Your task
In your answer, print each of the records below exactly.

Provided data
____________

//! Categorizer: normalized categories per work order and one primary
//! category per equipment.
//!
//! normalize → hierarchy → primary assignment → consistency summaries.

pub mod hierarchy;
pub mod normalize;
pub mod primary;
pub mod types;

pub use hierarchy::{category_hierarchy, consistency_distribution, low_consistency_equipment};
pub use normalize::{title_case, FallbackChain, FieldAccessor};
pub use primary::{assign_primary_categories, PrimaryAssignment};
pub use types::{
    AssignedRecord, Categorization, CategorizedRecord, CategoryVolume, ConsistencyDistribution,
    PrimaryCategoryAssignment,
};

use equipscan_core::config::CategorizerConfig;
use equipscan_core::constants::DEFAULT_LOW_CONSISTENCY_THRESHOLD;
use equipscan_core::types::WorkOrderRecord;

/// Number of categories echoed in the summary log line.
const TOP_CATEGORIES_LOGGED: usize = 5;

/// Normalizes raw classification fields and assigns primary categories.
#[derive(Debug, Clone)]
pub struct Categorizer {
    category_chain: FallbackChain,
    subcategory_chain: FallbackChain,
    low_consistency_threshold: f64,
}

impl Categorizer {
    pub fn new(config: &CategorizerConfig) -> Self {
        Self {
            category_chain: FallbackChain::category(),
            subcategory_chain: FallbackChain::subcategory(),
            low_consistency_threshold: config.effective_low_consistency_threshold(),
        }
    }

    pub fn with_defaults() -> Self {
        Self {
            category_chain: FallbackChain::category(),
            subcategory_chain: FallbackChain::subcategory(),
            low_consistency_threshold: DEFAULT_LOW_CONSISTENCY_THRESHOLD,
        }
    }

    /// Replace the fallback chains.
    pub fn with_chains(mut self, category: FallbackChain, subcategory: FallbackChain) -> Self {
        self.category_chain = category;
        self.subcategory_chain = subcategory;
        self
    }

    pub fn low_consistency_threshold(&self) -> f64 {
        self.low_consistency_threshold
    }

    /// Attach a normalized category and subcategory to every record. Never fails.
    pub fn normalize<'a>(&self, records: &'a [WorkOrderRecord]) -> Vec<CategorizedRecord<'a>> {
        records
            .iter()
            .map(|record| CategorizedRecord {
                record,
                category: self.category_chain.resolve(&record.classification),
                subcategory: self.subcategory_chain.resolve(&record.classification),
            })
            .collect()
    }

    /// Run the whole categorization stage.
    pub fn categorize<'a>(&self, records: &'a [WorkOrderRecord]) -> Categorization<'a> {
        let normalized = self.normalize(records);
        let uncategorized_records = normalized
            .iter()
            .filter(|r| r.category == self.category_chain.terminal())
            .count();
        let hierarchy = category_hierarchy(&normalized);

        let top: Vec<&str> = hierarchy
            .iter()
            .take(TOP_CATEGORIES_LOGGED)
            .map(|v| v.category.as_str())
            .collect();
        tracing::info!(
            records = normalized.len(),
            categories = hierarchy.len(),
            uncategorized = uncategorized_records,
            top = ?top,
            "categories normalized"
        );

        let PrimaryAssignment { records, assignments } = assign_primary_categories(normalized);
        let distribution = consistency_distribution(&assignments);
        let low_consistency = low_consistency_equipment(&assignments, self.low_consistency_threshold);

        tracing::info!(
            equipment = assignments.len(),
            low_consistency = low_consistency.len(),
            threshold = self.low_consistency_threshold,
            "primary categories assigned"
        );
        tracing::debug!(
            up_to_50 = distribution.up_to_50,
            up_to_80 = distribution.up_to_80,
            up_to_90 = distribution.up_to_90,
            up_to_100 = distribution.up_to_100,
            "consistency distribution"
        );

        Categorization {
            records,
            assignments,
            hierarchy,
            distribution,
            low_consistency,
            uncategorized_records,
        }
    }
}

impl Default for Categorizer {
    fn default() -> Self {
        Self::with_defaults()
    }
}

____________

Output of the exercise
//! Categorizer: normalized categories per work order and one primary
//! category per equipment.
//!
//! normalize → hierarchy → primary assignment → consistency summaries.

pub mod hierarchy;
pub mod normalize;
pub mod primary;
pub mod types;

pub use hierarchy::{category_hierarchy, consistency_distribution, low_consistency_equipment};
pub use normalize::{title_case, FallbackChain, FieldAccessor};
pub use primary::{assign_primary_categories, PrimaryAssignment};
pub use types::{
    AssignedRecord, Categorization, CategorizedRecord, CategoryVolume, ConsistencyDistribution,
    PrimaryCategoryAssignment,
};

use equipscan_core::config::CategorizerConfig;
use equipscan_core::constants::DEFAULT_LOW_CONSISTENCY_THRESHOLD;
use equipscan_core::types::WorkOrderRecord;

/// Number of categories echoed in the summary log line.
const TOP_CATEGORIES_LOGGED: usize = 5;

/// Normalizes raw classification fields and assigns primary categories.
#[derive(Debug, Clone)]
pub struct Categorizer {
    category_chain: FallbackChain,
    subcategory_chain: FallbackChain,
    low_consistency_threshold: f64,
}

impl Categorizer {
    pub fn new(config: &CategorizerConfig) -> Self {
        Self {
            category_chain: FallbackChain::category(),
            subcategory_chain: FallbackChain::subcategory(),
            low_consistency_threshold: config.effective_low_consistency_threshold(),
        }
    }

    pub fn with_defaults() -> Self {
        Self {
            category_chain: FallbackChain::category(),
            subcategory_chain: FallbackChain::subcategory(),
            low_consistency_threshold: DEFAULT_LOW_CONSISTENCY_THRESHOLD,
        }
    }

    /// Replace the fallback chains.
    pub fn with_chains(mut self, category: FallbackChain, subcategory: FallbackChain) -> Self {
        self.category_chain = category;
        self.subcategory_chain = subcategory;
        self
    }

    pub fn low_consistency_threshold(&self) -> f64 {
        self.low_consistency_threshold
    }

    /// Attach a normalized category and subcategory to every record. Never fails.
    pub fn normalize<'a>(&self, records: &'a [WorkOrderRecord]) -> Vec<CategorizedRecord<'a>> {
        records
            .iter()
            .map(|record| CategorizedRecord {
                record,
                category: self.category_chain.resolve(&record.classification),
                subcategory: self.subcategory_chain.resolve(&record.classification),
            })
            .collect()
    }

    /// Run the whole categorization stage.
    pub fn categorize<'a>(&self, records: &'a [WorkOrderRecord]) -> Categorization<'a> {
        let normalized = self.normalize(records);
        let uncategorized_records = normalized
            .iter()
            .filter(|r| r.category == self.category_chain.terminal())
            .count();
        let hierarchy = category_hierarchy(&normalized);

        let top: Vec<&str> = hierarchy
            .iter()
            .take(TOP_CATEGORIES_LOGGED)
            .map(|v| v.category.as_str())
            .collect();
        tracing::info!(
            records = normalized.len(),
            categories = hierarchy.len(),
            uncategorized = uncategorized_records,
            top = ?top,
            "categories normalized"
        );

        let PrimaryAssignment { records, assignments } = assign_primary_categories(normalized);
        let distribution = consistency_distribution(&assignments);
        let low_consistency = low_consistency_equipment(&assignments, self.low_consistency_threshold);

        tracing::info!(
            equipment = assignments.len(),
            low_consistency = low_consistency.len(),
            threshold = self.low_consistency_threshold,
            "primary categories assigned"
        );
        tracing::debug!(
            up_to_50 = distribution.up_to_50,
            up_to_80 = distribution.up_to_80,
            up_to_90 = distribution.up_to_90,
            up_to_100 = distribution.up_to_100,
            "consistency distribution"
        );

        Categorization {
            records,
            assignments,
            hierarchy,
            distribution,
            low_consistency,
            uncategorized_records,
        }
    }
}

impl Default for Categorizer {
    fn default() -> Self {
        Self::with_defaults()
    }
}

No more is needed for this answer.